How to complete this task: How many of the lines below include the word "wire"? Only the number should be given.

Data listing:
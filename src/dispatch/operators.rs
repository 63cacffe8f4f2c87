//! String-filter operator canonicalization.
//!
//! Filter conditions arrive as free text: users and LLMs write "contém",
//! "contem", "contains" or "CONTAINS" and mean the same thing. The alias
//! table maps every known surface form, accented and unaccented, Portuguese
//! and English, onto the closed [`MatchOperator`] set. Unknown strings fall
//! back to [`MatchOperator::Exact`] rather than failing the request.

use serde::{Deserialize, Serialize};

/// Canonical string-filter comparison semantics.
#[derive(Debug, Clone, Copy, PartialEq, Eq, Hash, Serialize, Deserialize)]
#[serde(rename_all = "SCREAMING_SNAKE_CASE")]
pub enum MatchOperator {
    /// Exact string equality.
    Exact,
    /// Substring match.
    Contains,
    /// Prefix match.
    BeginsWith,
    /// Suffix match.
    EndsWith,
    /// Partial regular-expression match.
    PartialRegex,
    /// Full regular-expression match.
    FullRegex,
}

impl MatchOperator {
    /// Canonical name, stable across the wire and the alias table.
    pub fn as_str(self) -> &'static str {
        match self {
            Self::Exact => "EXACT",
            Self::Contains => "CONTAINS",
            Self::BeginsWith => "BEGINS_WITH",
            Self::EndsWith => "ENDS_WITH",
            Self::PartialRegex => "PARTIAL_REGEX",
            Self::FullRegex => "FULL_REGEX",
        }
    }

    /// Match-type name expected by the analytics reporting API.
    ///
    /// Identical to [`Self::as_str`] except the regex variants, which the
    /// wire spells with a trailing `P`.
    pub fn ga4_match_type(self) -> &'static str {
        match self {
            Self::Exact => "EXACT",
            Self::Contains => "CONTAINS",
            Self::BeginsWith => "BEGINS_WITH",
            Self::EndsWith => "ENDS_WITH",
            Self::PartialRegex => "PARTIAL_REGEXP",
            Self::FullRegex => "FULL_REGEXP",
        }
    }
}

impl std::fmt::Display for MatchOperator {
    fn fmt(&self, f: &mut std::fmt::Formatter<'_>) -> std::fmt::Result {
        f.write_str(self.as_str())
    }
}

/// Map a free-form filter condition to a canonical operator.
///
/// Lookup is over the trimmed, lowercased input. The table enumerates
/// accented and unaccented variants explicitly; no accent folding is
/// applied. Absent entries resolve to [`MatchOperator::Exact`], so this
/// never fails. Canonical names are themselves aliases, which makes the
/// function idempotent.
pub fn canonicalize(raw: &str) -> MatchOperator {
    match raw.trim().to_lowercase().as_str() {
        "igual" | "igual a" | "exato" | "exata" | "exact" | "equals" | "equal" | "=" | "==" => {
            MatchOperator::Exact
        }
        "contém" | "contem" | "contendo" | "inclui" | "contains" | "includes" => {
            MatchOperator::Contains
        }
        "começa com" | "comeca com" | "inicia com" | "begins_with" | "begins with"
        | "starts with" => MatchOperator::BeginsWith,
        "termina com" | "finaliza com" | "ends_with" | "ends with" => MatchOperator::EndsWith,
        "regex" | "regex parcial" | "expressão regular" | "expressao regular" | "partial_regex"
        | "partial regex" => MatchOperator::PartialRegex,
        "regex completa" | "regex completo" | "regex total" | "full_regex" | "full regex" => {
            MatchOperator::FullRegex
        }
        _ => MatchOperator::Exact,
    }
}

Answer: 2